MEDYA KÖŞESİ

Aydın Doğan kendi kendini sansürleyen ilk patron oldu!

Doğan Grubu'ndaki Aydın Doğan sansürüne ilk yorum Ergun Babahan'dan geldi: Patronuna sansür uygulayan gazete!

Aydın Doğan kendi kendini sansürleyen ilk patron oldu!
GAZETECİLER.COM
Aydın Doğan'ın Doğan Grubu yayın İlkeleri Kurulu toplantısındaki çağrısının Hürriyet ve Radikal gazetelerince makaslanarak yayınlanması yeni bir tartışmaya sahne oluyor. T24 yazarı Ergun Babahan konuyu sıcağı sıcağına yorumladığı yazısında Doğan Grubu'na çarpıcı eleştiriler yöneltti.
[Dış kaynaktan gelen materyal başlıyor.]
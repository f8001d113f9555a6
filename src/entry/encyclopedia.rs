use std::collections::BTreeMap;
use std::fmt;

use serde::Serialize;

use super::{Category, Entry, Metadata, Status};
use crate::error::Error;

/// The aggregate: ordered entries plus process-wide metadata.
///
/// Document order is meaningful, batches are always taken in this order.
#[derive(Debug, Clone, PartialEq)]
pub struct Encyclopedia {
    pub metadata: Metadata,
    pub entries: Vec<Entry>,
}

impl Encyclopedia {
    pub fn new(title: impl Into<String>) -> Self {
        Self {
            metadata: Metadata::new(title),
            entries: Vec::new(),
        }
    }

    pub fn with_entries(metadata: Metadata, entries: Vec<Entry>) -> Self {
        Self { metadata, entries }
    }

    pub fn len(&self) -> usize {
        self.entries.len()
    }

    pub fn is_empty(&self) -> bool {
        self.entries.is_empty()
    }

    pub fn find(&self, id: &str) -> Option<&Entry> {
        self.entries.iter().find(|e| e.id == id)
    }

    pub fn find_mut(&mut self, id: &str) -> Result<&mut Entry, Error> {
        self.entries
            .iter_mut()
            .find(|e| e.id == id)
            .ok_or_else(|| Error::UnknownEntry(id.to_string()))
    }

    /// Number of entries that carry `feature`.
    pub fn feature_count(&self, feature: &str) -> usize {
        self.entries.iter().filter(|e| e.has_feature(feature)).count()
    }

    /// Recompute `metadata.feature_counts` from the entries.
    pub fn refresh_feature_counts(&mut self) {
        let mut counts: BTreeMap<String, usize> = self
            .metadata
            .feature_counts
            .keys()
            .map(|k| (k.clone(), 0))
            .collect();
        for feature in self.entries.iter().flat_map(|e| e.processed_features.iter()) {
            *counts.entry(feature.clone()).or_insert(0) += 1;
        }
        self.metadata.feature_counts = counts;
    }

    pub fn statistics(&self) -> Statistics {
        let total_entries = self.entries.len();
        let merged_groups = self.entries.iter().filter(|e| e.synonyms.len() > 1).count();
        let total_synonyms = self.entries.iter().map(|e| e.synonyms.len()).sum();

        let mut by_category = BTreeMap::new();
        let mut by_status = BTreeMap::new();
        for entry in &self.entries {
            let category = entry.category.map(|c| c.as_str()).unwrap_or("unclassified");
            *by_category.entry(category.to_string()).or_insert(0) += 1;
            *by_status.entry(entry.status.as_str().to_string()).or_insert(0) += 1;
        }

        let compression_ratio = if total_entries > 0 {
            total_synonyms as f64 / total_entries as f64
        } else {
            0.0
        };

        Statistics {
            total_entries,
            merged_groups,
            total_synonyms,
            compression_ratio,
            by_category,
            by_status,
            feature_counts: self.metadata.feature_counts.clone(),
        }
    }

    /// Entries in `category`, in document order.
    pub fn in_category(&self, category: Category) -> impl Iterator<Item = &Entry> {
        self.entries
            .iter()
            .filter(move |e| e.category == Some(category))
    }

    pub fn count_status(&self, status: Status) -> usize {
        self.entries.iter().filter(|e| e.status == status).count()
    }
}

/// Aggregated counts over an [Encyclopedia].
#[derive(Debug, Clone, PartialEq, Serialize)]
pub struct Statistics {
    pub total_entries: usize,
    /// Entries that subsume more than one term.
    pub merged_groups: usize,
    pub total_synonyms: usize,
    /// Terms per entry.
    pub compression_ratio: f64,
    pub by_category: BTreeMap<String, usize>,
    pub by_status: BTreeMap<String, usize>,
    pub feature_counts: BTreeMap<String, usize>,
}

impl fmt::Display for Statistics {
    fn fmt(&self, f: &mut fmt::Formatter<'_>) -> fmt::Result {
        writeln!(f, "Total entries: {}", self.total_entries)?;
        writeln!(f, "Merged groups: {}", self.merged_groups)?;
        writeln!(f, "Total synonyms: {}", self.total_synonyms)?;
        writeln!(f, "Terms per entry: {:.2}", self.compression_ratio)?;
        writeln!(f, "Categories:")?;
        for (category, count) in &self.by_category {
            writeln!(f, "  {category}: {count}")?;
        }
        writeln!(f, "Status:")?;
        for (status, count) in &self.by_status {
            writeln!(f, "  {status}: {count}")?;
        }
        Ok(())
    }
}
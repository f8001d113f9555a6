/*!
# IO utilities

Loading of wordlists, dictionaries and rendered encyclopedias, and atomic saving
of the latter.
!*/
pub mod reader;
pub mod writer;

pub use reader::{load, parse, parse_source, read_source, Source};
pub use writer::save;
"Aydın Doğan, bu uygulamasıyla Türkiye basın tarihine en zengin patronlardan biri olarak geçmekle kalmayı garanti etmedi, ‘‘kendi lafından korkup sansür ettiren bir patron’’ olarak geçmeyi de garanti etti." diyen Ergun Babahan "Patronuna sansür uygulayan gazete" başlıklı yazısında şöyle yazdı:

Belki ‘‘Türkiye Türklerindir’’ ama artık Hürriyet ne kadar Aydın Doğan’ındır tartışılır.

T24’te bu sabah okumuşsunuzdur, Aydın Doğan, Doğan Yayın İlkeleri Kurulu toplantısına başkanlık yapmış. Toplantı yeri bile Hürriyet’in kendi patronunun sözlerini niye makasladığının bir göstergesi: Hilton Oteli.

Doğan toplantının açılışında yaptığı konuşmada, ‘‘Türkiye seçimlere gidiyor. Bu, medyanın hassas bir mercek altına alındığı bir süreç olacak. Birinin ak dediğine diğerinin mutlaka kara dediği ortamda biz zoru seçtik. Habercilikte bağımsız ve tarafsız olacağız dedik. Bunun bedelini de zaman zaman ödedik" diyor.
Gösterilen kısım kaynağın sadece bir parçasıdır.